■ Activity:
All that is needed is each line of the entries holding the word "regex", copied as it stands.

[Data extracted from a collection]
'''
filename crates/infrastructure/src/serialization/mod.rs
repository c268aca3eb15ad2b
//! JSON serialization for saved sessions and settings.
//!
//! Files are written with 2-space indentation and a trailing newline.

mod json;

pub use json::*;
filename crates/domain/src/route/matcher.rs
//! Matching an edited path back to a route definition

use regex::Regex;

use super::Route;
use super::path::{PARAM_SEGMENT, extract_param_names};
use crate::request::{HttpMethod, KeyValueParameter, RequestKind};

/// A route path pattern compiled to an anchored regular expression.
#[derive(Debug, Clone)]
pub struct RoutePattern {
    regex: Regex,
    names: Vec<String>,
}

impl RoutePattern {
    /// Compiles a pattern, turning each `:name` or `{name}` segment into a
    /// single-segment capture group. `:name?` makes the segment optional,
    /// `*` matches any run of characters and a trailing `/*` also matches
    /// the bare prefix. Other literal text is matched verbatim.
    ///
    /// # Errors
    ///
    /// Returns an error if the resulting expression is rejected by the
    /// regex engine (for example when it exceeds the size limit).
    pub fn compile(pattern: &str) -> Result<Self, regex::Error> {
        let (body, wildcard_tail) = pattern
            .strip_suffix("/*")
            .map_or((pattern, false), |prefix| (prefix, true));

        let mut source = String::from("^");
        let mut names = Vec::new();
        let mut last = 0;

        for captures in PARAM_SEGMENT.captures_iter(body) {
            let whole = captures.get(0);
            let name = captures.get(1).or_else(|| captures.get(2));
            let (Some(whole), Some(name)) = (whole, name) else {
                continue;
            };
            push_literal(&mut source, &body[last..whole.start()]);
            last = whole.end();

            if body[last..].starts_with('?') {
                source.push_str("(?:/([^/]+))?");
                last += 1;
            } else {
                source.push_str("/([^/]+)");
            }
            names.push(name.as_str().to_string());
        }
        push_literal(&mut source, &body[last..]);
        if wildcard_tail {
            source.push_str("(?:/.*)?");
        }
        source.push('$');

        Ok(Self {
            regex: Regex::new(&source)?,
            names,
        })
    }

    /// Returns the parameter names in pattern order.
    #[must_use]
    pub fn names(&self) -> &[String] {
        &self.names
    }

    /// Matches `path`, returning `(name, value)` pairs for each parameter.
    ///
    /// A captured value that is the literal `:name` (or `{name}`) token is
    /// reported as blank: the user has not filled that segment in yet.
    #[must_use]
    pub fn captures(&self, path: &str) -> Option<Vec<(String, String)>> {
        let captures = self.regex.captures(path)?;
        let values = self
            .names
            .iter()
            .enumerate()
            .map(|(index, name)| {
                let raw = captures.get(index + 1).map_or("", |m| m.as_str());
                let value = if is_placeholder(raw, name) { "" } else { raw };
                (name.clone(), value.to_string())
            })
            .collect();
        Some(values)
    }
}

fn push_literal(source: &mut String, literal: &str) {
    for (index, piece) in literal.split('*').enumerate() {
        if index > 0 {
            source.push_str(".*");
        }
        source.push_str(&regex::escape(piece));
    }
}

fn is_placeholder(value: &str, name: &str) -> bool {
    value.strip_prefix(':') == Some(name)
        || value
            .strip_prefix('{')
            .and_then(|v| v.strip_suffix('}'))
            == Some(name)
}

/// The outcome of a successful route match.
#[derive(Debug, Clone, PartialEq, Eq)]
pub struct RouteMatch<'a> {
    /// The matched route
    pub route: &'a Route,
    /// Parameter values in pattern order
    pub param_values: Vec<(String, String)>,
}

impl RouteMatch<'_> {
    /// Builds path parameter rows from the matched values.
    #[must_use]
    pub fn path_param_rows(&self) -> Vec<KeyValueParameter> {
        self.param_values
            .iter()
            .map(|(name, value)| KeyValueParameter::matched_path_param(name, value))
            .collect()
    }
}

/// Finds the route that best matches `path` for the given method and kind.
///
/// Registered routes are searched before unregistered ones. Within each
/// tier an exact path match wins over a pattern match, and pattern matches
/// on discovered routes win over matches on user drafts. Any query string
/// or fragment on `path` is ignored.
#[must_use]
pub fn match_route<'a>(
    routes: &'a [Route],
    path: &str,
    method: HttpMethod,
    request_kind: RequestKind,
) -> Option<RouteMatch<'a>> {
    let path = strip_query(path);
    let candidates: Vec<&Route> = routes
        .iter()
        .filter(|route| route.accepts(method, request_kind))
        .collect();

    [true, false].into_iter().find_map(|registered| {
        let tier: Vec<&Route> = candidates
            .iter()
            .copied()
            .filter(|route| route.currently_registered == registered)
            .collect();
        match_in_tier(&tier, path)
    })
}

fn match_in_tier<'a>(tier: &[&'a Route], path: &str) -> Option<RouteMatch<'a>> {
    if let Some(route) = tier.iter().copied().find(|route| route.path == path) {
        tracing::trace!(route = %route.path, "exact route match");
        let param_values = extract_param_names(&route.path)
            .into_iter()
            .map(|name| (name, String::new()))
            .collect();
        return Some(RouteMatch {
            route,
            param_values,
        });
    }

    let mut draft_match = None;
    for route in tier.iter().copied() {
        let pattern = match RoutePattern::compile(&route.path) {
            Ok(pattern) => pattern,
            Err(error) => {
                tracing::warn!(route = %route.path, %error, "skipping unmatchable route pattern");
                continue;
            }
        };
        let Some(param_values) = pattern.captures(path) else {
            continue;
        };
        tracing::trace!(route = %route.path, draft = route.is_draft, "pattern route match");

        let found = RouteMatch {
            route,
            param_values,
        };
        if !route.is_draft {
            return Some(found);
        }
        if draft_match.is_none() {
            draft_match = Some(found);
        }
    }
    draft_match
}

fn strip_query(path: &str) -> &str {
    path.split(['?', '#']).next().unwrap_or(path)
}
//! Editable key/value rows and the terminal draft invariant

use serde::{Deserialize, Serialize};

use crate::id::generate_id;

/// A row in an editable key/value list (query params, headers, path params).
///
/// Rows can be disabled without deletion. A disabled row with a blank key
/// and value is a *draft*: the empty row every list keeps at its end.
#[derive(Debug, Clone, PartialEq, Eq, Serialize, Deserialize)]
pub struct KeyValueParameter {
    /// Stable row identity
    #[serde(default = "generate_id")]
    pub id: String,
    /// The parameter key
    #[serde(default)]
    pub key: String,
    /// The parameter value
    #[serde(default)]
    pub value: String,
    /// Whether this parameter is enabled
    #[serde(default = "default_enabled")]
    pub enabled: bool,
}

const fn default_enabled() -> bool {
    true
}

impl KeyValueParameter {
    /// Creates a new enabled parameter with a fresh id.
    #[must_use]
    pub fn new(key: impl Into<String>, value: impl Into<String>) -> Self {
        Self {
            id: generate_id(),
            key: key.into(),
            value: value.into(),
            enabled: true,
        }
    }

    /// Creates a fresh draft row.
    #[must_use]
    pub fn draft() -> Self {
        Self {
            id: generate_id(),
            key: String::new(),
            value: String::new(),
            enabled: false,
        }
    }

    /// Creates the default row for a freshly discovered path parameter.
    ///
    /// The parameter name doubles as the row id.
    #[must_use]
    pub fn path_param(name: impl Into<String>) -> Self {
        let name = name.into();
        Self {
            id: name.clone(),
            key: name,
            value: String::new(),
            enabled: false,
        }
    }

    /// Creates a path parameter row carrying a matched value.
    #[must_use]
    pub fn matched_path_param(name: impl Into<String>, value: impl Into<String>) -> Self {
        let value = value.into();
        let mut row = Self::path_param(name);
        row.enabled = !value.is_empty();
        row.value = value;
        row
    }

    /// Returns true if this row is disabled with a blank key and value.
    #[must_use]
    pub fn is_draft(&self) -> bool {
        !self.enabled && self.key.is_empty() && self.value.is_empty()
    }
}

/// A row type that takes part in the terminal draft invariant.
pub trait DraftRow: Sized {
    /// Creates a fresh draft row with a new identity.
    fn draft() -> Self;

    /// Returns true when both key and value are blank.
    fn is_blank(&self) -> bool;

    /// Returns true if the row is enabled.
    fn is_enabled(&self) -> bool;

    /// Marks the row as disabled.
    fn disable(&mut self);

    /// Returns true if the row is a draft.
    fn is_draft_row(&self) -> bool {
        !self.is_enabled() && self.is_blank()
    }
}

impl DraftRow for KeyValueParameter {
    fn draft() -> Self {
        Self::draft()
    }

    fn is_blank(&self) -> bool {
        self.key.is_empty() && self.value.is_empty()
    }

    fn is_enabled(&self) -> bool {
        self.enabled
    }

    fn disable(&mut self) {
        self.enabled = false;
    }
}

/// Disables blank rows and makes sure the list ends with a draft row.
///
/// Applying this twice yields the same list as applying it once.
#[must_use]
pub fn enforce_terminal_draft<T: DraftRow>(rows: Vec<T>) -> Vec<T> {
    let mut rows: Vec<T> = rows
        .into_iter()
        .map(|mut row| {
            if row.is_blank() {
                row.disable();
            }
            row
        })
        .collect();

    if !rows.last().is_some_and(T::is_draft_row) {
        rows.push(T::draft());
    }
    rows
}

/// Counts the rows that are not drafts.
#[must_use]
pub fn count_parameters<T: DraftRow>(rows: &[T]) -> usize {
    rows.iter().filter(|row| !row.is_draft_row()).count()
}

/// Returns the key/value pairs of enabled, non-draft rows in list order.
#[must_use]
pub fn enabled_pairs(rows: &[KeyValueParameter]) -> Vec<(String, String)> {
    rows.iter()
        .filter(|row| row.enabled && !row.is_draft())
        .map(|row| (row.key.clone(), row.value.clone()))
        .collect()
}

/// Finds a row by key, ignoring ASCII case.
#[must_use]
pub fn find_by_key_ignore_case<'a>(
    rows: &'a [KeyValueParameter],
    key: &str,
) -> Option<&'a KeyValueParameter> {
    rows.iter().find(|row| row.key.eq_ignore_ascii_case(key))
}
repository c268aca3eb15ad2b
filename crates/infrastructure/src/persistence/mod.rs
//! File-backed persistence for the saved session and host settings.
//!
//! Both files live in the platform config directory by default:
//! - Linux: ~/.config/requestor/
//! - macOS: ~/Library/Application Support/requestor/
//! - Windows: %APPDATA%/requestor/

mod session_repository;
mod settings_repository;

pub use session_repository::FileSessionStore;
pub use settings_repository::{
    ENV_BASE_URL, ENV_LOG, ENV_SESSION_FILE, SettingsError, SettingsRepository, apply_env_overrides,
    apply_process_env,
};

use std::path::PathBuf;

/// Returns the Requestor config directory, if the platform has one.
#[must_use]
pub fn config_dir() -> Option<PathBuf> {
    dirs::config_dir().map(|p| p.join("requestor"))
}
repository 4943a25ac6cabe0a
use axum::{
    Json,
    http::StatusCode,
    response::{IntoResponse, Response},
};

use super::ErrorResponse;

/// Handler for 404 Not Found errors.
///
/// This can be used as a fallback handler in your router.
pub async fn not_found() -> Response {
    let body = Json(ErrorResponse::new("The requested resource was not found"));

    (StatusCode::NOT_FOUND, body).into_response()
}

/// Handler for 405 Method Not Allowed errors.
pub async fn method_not_allowed() -> Response {
    let body = Json(ErrorResponse::new(
        "The HTTP method is not allowed for this resource",
    ));

    (StatusCode::METHOD_NOT_ALLOWED, body).into_response()
}
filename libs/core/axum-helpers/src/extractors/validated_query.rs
//! Query string extractor with automatic validation using the validator crate.

use crate::errors::AppError;
use axum::{
    extract::{FromRequestParts, Query},
    http::request::Parts,
    response::{IntoResponse, Response},
};
use serde::de::DeserializeOwned;
use validator::Validate;

/// Query string extractor with automatic validation.
///
/// Deserializes the query string, then runs the `validator` crate's
/// `Validate` on it. Both failure modes reject through [`AppError`], so an
/// unparseable query string produces the same error shape as every other
/// failure instead of axum's plain-text rejection.
///
/// # Example
/// ```ignore
/// use axum::Router;
/// use axum::routing::get;
/// use axum_helpers::extractors::ValidatedQuery;
/// use serde::Deserialize;
/// use validator::Validate;
///
/// #[derive(Deserialize, Validate)]
/// struct ListParams {
///     status: Option<String>,
/// }
///
/// async fn list_tasks(ValidatedQuery(params): ValidatedQuery<ListParams>) -> String {
///     format!("status filter: {:?}", params.status)
/// }
///
/// let app = Router::new().route("/tasks", get(list_tasks));
/// ```
pub struct ValidatedQuery<T>(pub T);

impl<T, S> FromRequestParts<S> for ValidatedQuery<T>
where
    T: DeserializeOwned + Validate,
    S: Send + Sync,
{
    type Rejection = Response;

    async fn from_request_parts(parts: &mut Parts, state: &S) -> Result<Self, Self::Rejection> {
        let Query(params) = Query::<T>::from_request_parts(parts, state)
            .await
            .map_err(|e| AppError::from(e).into_response())?;

        params
            .validate()
            .map_err(|e| AppError::from(e).into_response())?;

        Ok(ValidatedQuery(params))
    }
}
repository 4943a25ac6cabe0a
//! Server infrastructure module.
//!
//! This module provides:
//! - Application setup with OpenAPI documentation
//! - Health and readiness endpoints
//! - Graceful shutdown coordination
//!
//! # Example
//!
//! ```ignore
//! use axum_helpers::server::{create_app, create_router, health_router};
//! use core_config::{server::ServerConfig, app_info};
//!
//! // Create router with API documentation
//! let router = create_router::<ApiDoc>(api_routes).await?;
//!
//! // Add health endpoints
//! let app = router.merge(health_router(app_info!()));
//!
//! // Start server with graceful shutdown
//! create_app(app, &ServerConfig::default()).await?;
//! ```

pub mod app;
pub mod health;
pub mod shutdown;

// Re-export commonly used types and functions
pub use app::{create_app, create_production_app, create_router};
pub use health::{HealthCheckFuture, HealthResponse, health_router, run_health_checks};
pub use shutdown::{ShutdownCoordinator, shutdown_signal};
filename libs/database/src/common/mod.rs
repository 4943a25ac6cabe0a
//! Common utilities shared across database connectors

pub mod error;
pub mod retry;

pub use error::{DatabaseError, DatabaseResult};
pub use retry::{RetryConfig, retry, retry_with_backoff};
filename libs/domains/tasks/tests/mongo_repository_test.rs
//! MongoDB repository integration tests
//!
//! These tests start a MongoDB container via testcontainers and exercise
//! the repository against a real instance. They are ignored by default
//! because they need a running Docker daemon:
//!
//! ```sh
//! cargo test -p domain_tasks -- --ignored
//! ```

use domain_tasks::{
    CreateTask, MongoTaskRepository, TaskFilter, TaskImportance, TaskRepository, TaskStatus,
    UpdateTask,
};
use test_utils::{TestDataBuilder, TestMongo};
use uuid::Uuid;

fn input(title: &str, status: TaskStatus) -> CreateTask {
    CreateTask {
        title: title.to_string(),
        description: Some("integration fixture".to_string()),
        importance: TaskImportance::Medium,
        status,
    }
}

async fn repository(test_name: &str) -> (TestMongo, MongoTaskRepository) {
    let mongo = TestMongo::new().await;
    let builder = TestDataBuilder::from_test_name(test_name);
    let db = mongo.database(&builder.name("tasks", "db"));

    let repo = MongoTaskRepository::new(db);
    repo.init_indexes().await.expect("index creation failed");
    (mongo, repo)
}

#[tokio::test]
#[ignore]
async fn test_create_and_get_round_trip() {
    let (_mongo, repo) = repository("create_and_get").await;

    let created = repo
        .create(input("round trip", TaskStatus::Pending))
        .await
        .unwrap();
    let fetched = repo.get_by_id(created.id).await.unwrap().unwrap();

    assert_eq!(fetched.id, created.id);
    assert_eq!(fetched.title, "round trip");
    assert_eq!(fetched.status, TaskStatus::Pending);
}

#[tokio::test]
#[ignore]
async fn test_list_and_count_respect_filter_and_window() {
    let (_mongo, repo) = repository("list_and_count").await;

    for i in 0..5 {
        repo.create(input(&format!("done {i}"), TaskStatus::Done))
            .await
            .unwrap();
    }
    repo.create(input("pending", TaskStatus::Pending))
        .await
        .unwrap();

    let filter = TaskFilter {
        status: Some(TaskStatus::Done),
        limit: 2,
        skip: 1,
        ..Default::default()
    };

    let page = repo.list(filter.clone()).await.unwrap();
    let total = repo.count(filter).await.unwrap();

    assert_eq!(page.len(), 2);
    assert_eq!(total, 5);
    // Insertion order: skipping the first matching record lands on "done 1"
    assert_eq!(page[0].title, "done 1");
}

#[tokio::test]
#[ignore]
async fn test_replace_is_strict_and_full() {
    let (_mongo, repo) = repository("replace_strict").await;

    let absent = repo
        .replace(Uuid::now_v7(), input("ghost", TaskStatus::Pending))
        .await
        .unwrap();
    assert!(absent.is_none());

    let created = repo
        .create(input("before", TaskStatus::Pending))
        .await
        .unwrap();
    let replaced = repo
        .replace(
            created.id,
            CreateTask {
                title: "after".to_string(),
                description: None,
                importance: TaskImportance::High,
                status: TaskStatus::Done,
            },
        )
        .await
        .unwrap()
        .unwrap();

    assert_eq!(replaced.id, created.id);
    assert_eq!(replaced.created_at, created.created_at);
    assert_eq!(replaced.description, None);

    let stored = repo.get_by_id(created.id).await.unwrap().unwrap();
    assert_eq!(stored.title, "after");
    assert_eq!(stored.description, None);
}

#[tokio::test]
#[ignore]
async fn test_update_merges_and_delete_removes() {
    let (_mongo, repo) = repository("update_and_delete").await;

    let created = repo
        .create(input("merge target", TaskStatus::Pending))
        .await
        .unwrap();

    let updated = repo
        .update(
            created.id,
            UpdateTask {
                status: Some(TaskStatus::InProgress),
                ..Default::default()
            },
        )
        .await
        .unwrap()
        .unwrap();

    assert_eq!(updated.status, TaskStatus::InProgress);
    assert_eq!(updated.title, "merge target");
    assert_eq!(updated.description, Some("integration fixture".to_string()));

    assert!(repo.delete(created.id).await.unwrap());
    assert!(!repo.delete(created.id).await.unwrap());
    assert!(repo.get_by_id(created.id).await.unwrap().is_none());
}
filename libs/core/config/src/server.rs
use crate::{ConfigError, FromEnv, env_or_default};
use std::net::Ipv4Addr;

/// Server configuration for HTTP APIs
#[derive(Clone, Debug)]
pub struct ServerConfig {
    pub host: String,
    pub port: u16,
}

impl ServerConfig {
    pub fn new(host: String, port: u16) -> Self {
        Self { host, port }
    }

    /// Get the server address as "host:port"
    pub fn address(&self) -> String {
        format!("{}:{}", self.host, self.port)
    }
}

impl FromEnv for ServerConfig {
    /// Reads from environment variables with sensible defaults:
    /// - HOST: defaults to 0.0.0.0 (all interfaces)
    /// - PORT: defaults to 8080
    fn from_env() -> Result<Self, ConfigError> {
        let host = env_or_default("HOST", &Ipv4Addr::UNSPECIFIED.to_string());
        let port = env_or_default("PORT", "8080")
            .parse()
            .map_err(|e| ConfigError::ParseError {
                key: "PORT".to_string(),
                details: format!("{}", e),
            })?;

        Ok(Self { host, port })
    }
}

impl Default for ServerConfig {
    fn default() -> Self {
        Self {
            host: Ipv4Addr::UNSPECIFIED.to_string(),
            port: 8080,
        }
    }
}
/// Unified error type for database operations
#[derive(Debug, thiserror::Error)]
pub enum DatabaseError {
    /// MongoDB driver errors
    #[cfg(feature = "mongodb")]
    #[error("MongoDB error: {0}")]
    Mongo(#[from] mongodb::error::Error),

    /// Connection failed after retries
    #[error("Connection failed: {0}")]
    ConnectionFailed(String),

    /// Health check failed
    #[error("Health check failed: {0}")]
    HealthCheckFailed(String),

    /// Configuration error
    #[error("Configuration error: {0}")]
    ConfigError(String),

    /// Generic database error
    #[error("Database error: {0}")]
    Generic(String),
}

/// Result type alias for database operations
pub type DatabaseResult<T> = Result<T, DatabaseError>;
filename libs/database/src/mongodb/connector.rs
use mongodb::{Client, options::ClientOptions};
use std::time::Duration;
use tracing::info;

use super::MongoConfig;
use crate::common::{RetryConfig, retry, retry_with_backoff};

/// Error type for MongoDB connection handling
#[derive(Debug, thiserror::Error)]
pub enum MongoError {
    #[error("MongoDB error: {0}")]
    Mongo(#[from] mongodb::error::Error),

    #[error("Connection failed: {0}")]
    ConnectionFailed(String),
}

async fn connect_with_options(url: &str, config: Option<&MongoConfig>) -> Result<Client, MongoError> {
    info!("Attempting to connect to MongoDB at {}", url);

    let mut options = ClientOptions::parse(url).await?;

    match config {
        Some(config) => {
            options.max_pool_size = Some(config.max_pool_size);
            options.min_pool_size = Some(config.min_pool_size);
            options.connect_timeout = Some(Duration::from_secs(config.connect_timeout_secs));
            options.server_selection_timeout =
                Some(Duration::from_secs(config.server_selection_timeout_secs));
            if let Some(ref app_name) = config.app_name {
                options.app_name = Some(app_name.clone());
            }
        }
        None => {
            options.max_pool_size = Some(100);
            options.min_pool_size = Some(5);
            options.connect_timeout = Some(Duration::from_secs(10));
            options.server_selection_timeout = Some(Duration::from_secs(30));
        }
    }

    let client = Client::with_options(options)?;

    // Verify connectivity with a lightweight listing before handing the
    // client out; the driver itself connects lazily.
    client
        .list_database_names()
        .await
        .map_err(|e| MongoError::ConnectionFailed(e.to_string()))?;

    info!("Successfully connected to MongoDB");
    Ok(client)
}

/// Connect to MongoDB and return a verified Client
///
/// ```ignore
/// use database::mongodb::connect;
///
/// let client = connect("mongodb://localhost:27017").await?;
/// let db = client.database("tasks");
/// ```
pub async fn connect(url: &str) -> Result<Client, MongoError> {
    connect_with_options(url, None).await
}

/// Connect using a [`MongoConfig`]
///
/// Applies the config's pool sizes, timeouts, and app name.
///
/// ```ignore
/// use core_config::FromEnv;
/// use database::mongodb::{MongoConfig, connect_from_config};
///
/// let config = MongoConfig::from_env()?;
/// let client = connect_from_config(&config).await?;
/// ```
pub async fn connect_from_config(config: &MongoConfig) -> Result<Client, MongoError> {
    connect_with_options(&config.url, Some(config)).await
}

/// Connect with automatic retry on failure
///
/// Uses exponential backoff with jitter. Useful for transient network
/// issues during startup.
pub async fn connect_with_retry(
    url: &str,
    retry_config: Option<RetryConfig>,
) -> Result<Client, MongoError> {
    let url_owned = url.to_string();

    match retry_config {
        Some(config) => retry_with_backoff(|| connect(&url_owned), config).await,
        None => retry(|| connect(&url_owned)).await,
    }
}

/// Connect from a [`MongoConfig`] with automatic retry on failure
///
/// ```ignore
/// use database::common::RetryConfig;
/// use database::mongodb::{MongoConfig, connect_from_config_with_retry};
///
/// let retry_config = RetryConfig::new().with_max_retries(5);
/// let client = connect_from_config_with_retry(&config, Some(retry_config)).await?;
/// ```
pub async fn connect_from_config_with_retry(
    config: &MongoConfig,
    retry_config: Option<RetryConfig>,
) -> Result<Client, MongoError> {
    let config_clone = config.clone();

    match retry_config {
        Some(retry_cfg) => {
            retry_with_backoff(|| connect_from_config(&config_clone), retry_cfg).await
        }
        None => retry(|| connect_from_config(&config_clone)).await,
    }
}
'''
■ Solution for this task:
use regex::Regex;
    regex: Regex,
    /// regex engine (for example when it exceeds the size limit).
    pub fn compile(pattern: &str) -> Result<Self, regex::Error> {
            regex: Regex::new(&source)?,
        let captures = self.regex.captures(path)?;
        source.push_str(&regex::escape(piece));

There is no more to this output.